Sincere listening leads to the ability to acknowledge another person’s feelings. We pay attention to what someone is expressing and we let them know we are trying to understand. This allows us to help lift a burden from someone’s shoulders and frees them to move forward. I remember wheeling young children in carts around the grocery store, trying to plow forward despite their howls and ignoring the pointed glares from other patrons. I especially cringe when I think of the time my toddler’s shoe had fallen off and I assumed she was pointing toward something she wanted me to buy, so I rushed on and pretended not to hear her. Stopping for a few minutes and picking up a dropped shoe – or acknowledging the fact that the little one is tired, hungry, frustrated or bored – can sometimes be enough to eliminate the need for shouting. The older we get, the more complicated emotions become. If we feel that others care enough to recognize our expressions of anxiety, depression, disappointment, anger, etc., we can be free to look for ways to feel better. We can experience much less isolation and much more connection.
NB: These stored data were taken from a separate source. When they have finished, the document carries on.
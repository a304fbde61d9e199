//! The propagation operations of the engine: forward checking on
//! assignment, restoration on retraction, and one-directional arc revision.
//!
//! All operations keep the legal/illegal partition of every touched variable
//! intact, whether they succeed or fail. Failing operations roll their
//! partial effects back before returning; the candidate collection for each
//! step is gathered against immutable borrows first and applied to the
//! variable arena afterwards.

use log::warn;

use crate::basic_types::CspOperationError;
use crate::basic_types::UndoLog;
use crate::engine::constraint::ConstraintId;
use crate::engine::graph::ConstraintGraph;
use crate::engine::variable::DomainValue;
use crate::engine::variable::VariableId;

impl<V: DomainValue> ConstraintGraph<V> {
    /// Assign `value` to a variable, forward-checking every incident
    /// constraint.
    ///
    /// Fails with [`CspOperationError::FixedValueImmutable`] on a fixed
    /// variable and with [`CspOperationError::IllegalValue`] when `value` is
    /// not in the current legal set.
    ///
    /// Each incident constraint prunes the values at its other endpoint that
    /// are incompatible with `value`. The first constraint that cannot be
    /// applied (because the other endpoint is committed to a conflicting
    /// value) aborts the whole operation: every constraint applied so far is
    /// undone in reverse order and the error is reported without the value
    /// having been assigned. Assignment is therefore all-or-nothing with
    /// respect to neighbour pruning.
    ///
    /// Assigning over an existing assignment does not first retract the old
    /// assignment's prunings; drivers [`clear_value`](Self::clear_value)
    /// before reassigning.
    pub fn set_value(&mut self, var: VariableId, value: V) -> Result<(), CspOperationError> {
        self.ensure_mutable()?;

        if self.variables[var].is_fixed() {
            return Err(CspOperationError::FixedValueImmutable {
                variable: self.variables[var].name().to_owned(),
            });
        }
        if !self.variables[var].is_legal(&value) {
            return Err(CspOperationError::IllegalValue {
                variable: self.variables[var].name().to_owned(),
            });
        }

        let incident: Vec<ConstraintId> = self.variables[var].constrained_by().to_vec();
        let mut applied = UndoLog::default();
        for constraint_id in incident {
            if self.apply_constraint(constraint_id, var, Some(&value)) {
                applied.push(constraint_id);
                continue;
            }

            // Unwind the prunings of every constraint that did apply, then
            // clear the failed constraint itself so that its validity flag
            // reflects the rolled-back state.
            let undo: Vec<ConstraintId> = applied.unwind().collect();
            for undone in undo {
                let _ = self.clear_constraint(undone, var, Some(&value));
            }
            let _ = self.clear_constraint(constraint_id, var, Some(&value));

            return Err(CspOperationError::ConflictingAssignment {
                variable: self.variables[var].name().to_owned(),
            });
        }

        self.variables[var].assign(value);
        Ok(())
    }

    /// Assign `value` and lock it in: the legal set collapses to the value,
    /// the rest of the domain becomes illegal, and neither
    /// [`set_value`](Self::set_value) to a different value nor
    /// [`clear_value`](Self::clear_value) can touch the variable afterwards.
    pub fn set_fixed_value(&mut self, var: VariableId, value: V) -> Result<(), CspOperationError> {
        self.set_value(var, value.clone())?;
        self.variables[var].fix(&value);
        Ok(())
    }

    /// Retract a variable's assignment and let every incident constraint
    /// restore the values it had pruned at its other endpoint because of the
    /// retracted value.
    ///
    /// Returns `Ok(true)` when there was nothing to clear, or when at least
    /// one incident constraint reported a successful clearance. `Ok(false)`
    /// means the value was removed but no constraint recovered anything.
    /// Note that success is a heuristic, not a proof that global consistency
    /// has been restored; a stricter caller should follow up with
    /// [`revise_constraint`](Self::revise_constraint) on the neighbours.
    pub fn clear_value(&mut self, var: VariableId) -> Result<bool, CspOperationError> {
        self.ensure_mutable()?;

        if self.variables[var].is_fixed() {
            return Err(CspOperationError::FixedValueImmutable {
                variable: self.variables[var].name().to_owned(),
            });
        }

        let Some(cleared) = self.variables[var].take_value() else {
            // Clearing an empty variable is a no-op success.
            return Ok(true);
        };

        let incident: Vec<ConstraintId> = self.variables[var].constrained_by().to_vec();
        let mut recovered = 0_usize;
        for constraint_id in incident {
            if self.clear_constraint(constraint_id, var, Some(&cleared)) {
                recovered += 1;
            }
        }

        Ok(recovered > 0)
    }

    /// Move `value` from the variable's legal to its illegal set.
    ///
    /// Trivially succeeds when the value is already not legal; fails only
    /// when `value` is the variable's current assignment, or when the graph
    /// has been proven unsolvable.
    pub fn remove_legal_value(&mut self, var: VariableId, value: &V) -> bool {
        if self.ensure_mutable().is_err() {
            return false;
        }

        self.variables[var].remove_legal(value)
    }

    /// Move `value` from the variable's illegal set back to its legal set,
    /// provided it belongs to the domain and every incident constraint
    /// agrees with the restoration. The first rejecting constraint stops the
    /// scan.
    ///
    /// A fixed variable's partition never changes: restoring anything other
    /// than its own (already legal) value fails.
    pub fn restore_legal_value(&mut self, var: VariableId, value: &V) -> bool {
        if self.ensure_mutable().is_err() {
            return false;
        }

        if !self.variables[var].in_domain(value) {
            return false;
        }
        if self.variables[var].is_legal(value) {
            return true;
        }
        if self.variables[var].is_fixed() {
            return false;
        }

        let agreed = self.variables[var]
            .constrained_by()
            .iter()
            .all(|&constraint_id| self.check_constraint(constraint_id, var, Some(value)));
        if !agreed {
            return false;
        }

        self.variables[var].restore_legal(value);
        true
    }

    /// Whether `value` is currently legal for the variable.
    pub fn is_legal(&self, var: VariableId, value: &V) -> bool {
        self.variables[var].is_legal(value)
    }

    /// Impose a constraint on the endpoint opposite `from`, based on `from`
    /// holding `value`: every legal value there that is incompatible with
    /// `value` is pruned.
    ///
    /// Trivially succeeds on an empty value. If one of the prunings fails
    /// (the opposite endpoint is committed to a conflicting value), the
    /// prunings already performed by this call are rolled back in reverse
    /// order, the constraint is flagged invalid, and the call fails.
    pub(crate) fn apply_constraint(
        &mut self,
        constraint_id: ConstraintId,
        from: VariableId,
        value: Option<&V>,
    ) -> bool {
        let Some(value) = value else {
            return true;
        };

        let (other, other_index) = self.constraints[constraint_id].other_endpoint(from);
        let conflicting: Vec<V> = {
            let constraint = &self.constraints[constraint_id];
            self.variables[other]
                .legal_values()
                .filter(|&candidate| !constraint.evaluate(value, candidate))
                .cloned()
                .collect()
        };

        let mut removed = UndoLog::default();
        for candidate in conflicting {
            if self.variables[other].remove_legal(&candidate) {
                removed.push(candidate);
                continue;
            }

            // The other endpoint is already committed to a value in the
            // conflict set; put back what this call pruned.
            let put_back: Vec<V> = removed.unwind().collect();
            for restored in put_back {
                let _ = self.restore_legal_value(other, &restored);
            }
            self.constraints[constraint_id].set_valid(false);
            return false;
        }

        self.constraints[constraint_id].set_active(other_index, true);
        true
    }

    /// Release a constraint on the endpoint opposite `from`, based on
    /// `value` no longer being operative there: illegal values at the other
    /// endpoint that only `value` forbade become candidates for restoration.
    ///
    /// The constraint stops restricting the other endpoint no matter what.
    /// An empty value fails (there is nothing to recompute from). Zero
    /// restorable candidates means the constraint was never in conflict:
    /// the validity flag is reset and the call succeeds. Restorable
    /// candidates that are all vetoed by other constraints make the call
    /// fail; otherwise it succeeds, resetting the validity flag when both
    /// endpoints retain at least one legal value.
    pub(crate) fn clear_constraint(
        &mut self,
        constraint_id: ConstraintId,
        from: VariableId,
        value: Option<&V>,
    ) -> bool {
        let (other, other_index) = self.constraints[constraint_id].other_endpoint(from);
        self.constraints[constraint_id].set_active(other_index, false);

        let Some(value) = value else {
            return false;
        };

        let restorable: Vec<V> = {
            let constraint = &self.constraints[constraint_id];
            self.variables[other]
                .illegal_values()
                .filter(|&candidate| !constraint.evaluate(value, candidate))
                .cloned()
                .collect()
        };

        if restorable.is_empty() {
            self.constraints[constraint_id].set_valid(true);
            return true;
        }

        let mut recovered = 0_usize;
        for candidate in &restorable {
            if self.restore_legal_value(other, candidate) {
                recovered += 1;
            }
        }
        if recovered == 0 {
            return false;
        }

        if self.variables[from].num_legal() > 0 && self.variables[other].num_legal() > 0 {
            self.constraints[constraint_id].set_valid(true);
        }
        true
    }

    /// Whether assigning `value` to `node` would agree with this constraint.
    ///
    /// Trivially true when the constraint is not currently restricting
    /// `node`, when the value is empty, or when the other endpoint is
    /// unassigned; otherwise the predicate decides.
    pub(crate) fn check_constraint(
        &self,
        constraint_id: ConstraintId,
        node: VariableId,
        value: Option<&V>,
    ) -> bool {
        let constraint = &self.constraints[constraint_id];
        if !constraint.is_active_against(node) {
            return true;
        }
        let Some(value) = value else {
            return true;
        };

        let (other, _) = constraint.other_endpoint(node);
        match self.variables[other].value() {
            None => true,
            Some(other_value) => constraint.evaluate(other_value, value),
        }
    }

    /// One-directional arc-consistency revision: remove every legal value of
    /// `node` that has no supporting value at the constraint's other
    /// endpoint.
    ///
    /// The support set is the other endpoint's assignment if it has one, and
    /// its whole legal set otherwise. Returns whether any value was removed,
    /// which an external work-queue driver uses to decide what to re-revise.
    ///
    /// If an unsupported value turns out to be `node`'s current assignment,
    /// the engine attempts to retract the assignment; if that is impossible
    /// (the variable is fixed, or retraction recovers nothing) the problem
    /// as a whole is unsolvable: the graph permanently reports
    /// unsatisfiable and rejects every further mutation.
    pub fn revise_constraint(
        &mut self,
        constraint_id: ConstraintId,
        node: VariableId,
    ) -> Result<bool, CspOperationError> {
        self.ensure_mutable()?;

        if !self.constraints[constraint_id].is_incident(node) {
            warn!(
                "attempted to revise {constraint_id} against unrelated variable '{}'",
                self.variables[node].name()
            );
            return Err(CspOperationError::UnrelatedConstraint {
                variable: self.variables[node].name().to_owned(),
            });
        }

        let (other, _) = self.constraints[constraint_id].other_endpoint(node);
        let unsupported: Vec<V> = {
            let constraint = &self.constraints[constraint_id];
            let node_variable = &self.variables[node];
            let other_variable = &self.variables[other];
            match other_variable.value() {
                Some(support) => node_variable
                    .legal_values()
                    .filter(|&candidate| !constraint.evaluate(candidate, support))
                    .cloned()
                    .collect(),
                None => node_variable
                    .legal_values()
                    .filter(|&candidate| {
                        !other_variable
                            .legal_values()
                            .any(|support| constraint.evaluate(candidate, support))
                    })
                    .cloned()
                    .collect(),
            }
        };

        let removed_any = !unsupported.is_empty();
        for value in unsupported {
            if self.variables[node].remove_legal(&value) {
                continue;
            }

            // The unsupported value is the node's current assignment; try to
            // retract the assignment so the value can be pruned after all.
            if !matches!(self.clear_value(node), Ok(true)) {
                let name = self.variables[node].name().to_owned();
                self.mark_unsolvable(&name);
                return Err(CspOperationError::Unsolvable { variable: name });
            }
            let _ = self.variables[node].remove_legal(&value);
        }

        Ok(removed_any)
    }
}
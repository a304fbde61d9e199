use thiserror::Error;

#[cfg(doc)]
use crate::ConstraintGraph;

/// Errors reported by the operations on a [`ConstraintGraph`].
///
/// Every variant except [`CspOperationError::Unsolvable`] is recoverable: the
/// failed operation has not mutated any state and the caller may retry with
/// different inputs. `Unsolvable` is fatal for the graph instance; once it is
/// raised, every subsequent mutating call is rejected with the same error.
#[derive(Error, Debug, Clone, PartialEq, Eq)]
pub enum CspOperationError {
    /// The requested value is not in the variable's current legal set.
    #[error("value is not in the current legal set of variable '{variable}'")]
    IllegalValue { variable: String },
    /// An incident constraint rejected the assignment because a neighbouring
    /// variable is committed to a conflicting value; all pruning performed
    /// for the attempt has been rolled back.
    #[error("assigning variable '{variable}' conflicts with a neighbouring assignment")]
    ConflictingAssignment { variable: String },
    /// The variable holds a fixed value, which can never be changed or
    /// cleared.
    #[error("variable '{variable}' is fixed and cannot be modified")]
    FixedValueImmutable { variable: String },
    /// A variable with the same name already exists in the graph.
    #[error("a variable named '{name}' already exists in the graph")]
    DuplicateName { name: String },
    /// No variable with the given name exists in the graph.
    #[error("no variable named '{name}' exists in the graph")]
    UnknownVariable { name: String },
    /// Both endpoints of a constraint refer to the same variable.
    #[error("a constraint cannot relate variable '{variable}' to itself")]
    SelfConstraint { variable: String },
    /// The constraint does not relate to the given variable.
    #[error("the constraint does not relate to variable '{variable}'")]
    UnrelatedConstraint { variable: String },
    /// Arc revision found that a fixed or unrecoverable assignment has no
    /// support; the problem admits no solution.
    #[error("the problem is unsolvable: the assignment of variable '{variable}' has no support")]
    Unsolvable { variable: String },
}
Sometimes listening involves stepping up our ability to ask other people questions. Many of us are lucky enough to have people in our lives who not only ask “How are you?” but actually stop and wait for the answer. It has become a societal ritual to utter that phrase – not really expecting details in response – and it is more than a little refreshing to know that someone actually wants to hear about you. If only one person is the true listener in a conversation, the other person is likely feeling more resentful about the lopsided nature of the interaction, rather than interested in what is being shared with them. We give a no-cost, powerful gift of ourselves when we invite someone to answer our questions and we listen with enthusiasm.
As the great American author and naturalist Henry David Thoreau said, “It takes two to speak the truth – one to speak, and another to hear.” Sometimes our life circumstances will make it easier to be the listener, and sometimes we will be the ones who speak to be heard. Everyone we honestly listen to teaches us something about themselves, and the larger world around us. After all, the surest way we can know what it is like to walk in another person’s shoes is to truly listen to what they have to say.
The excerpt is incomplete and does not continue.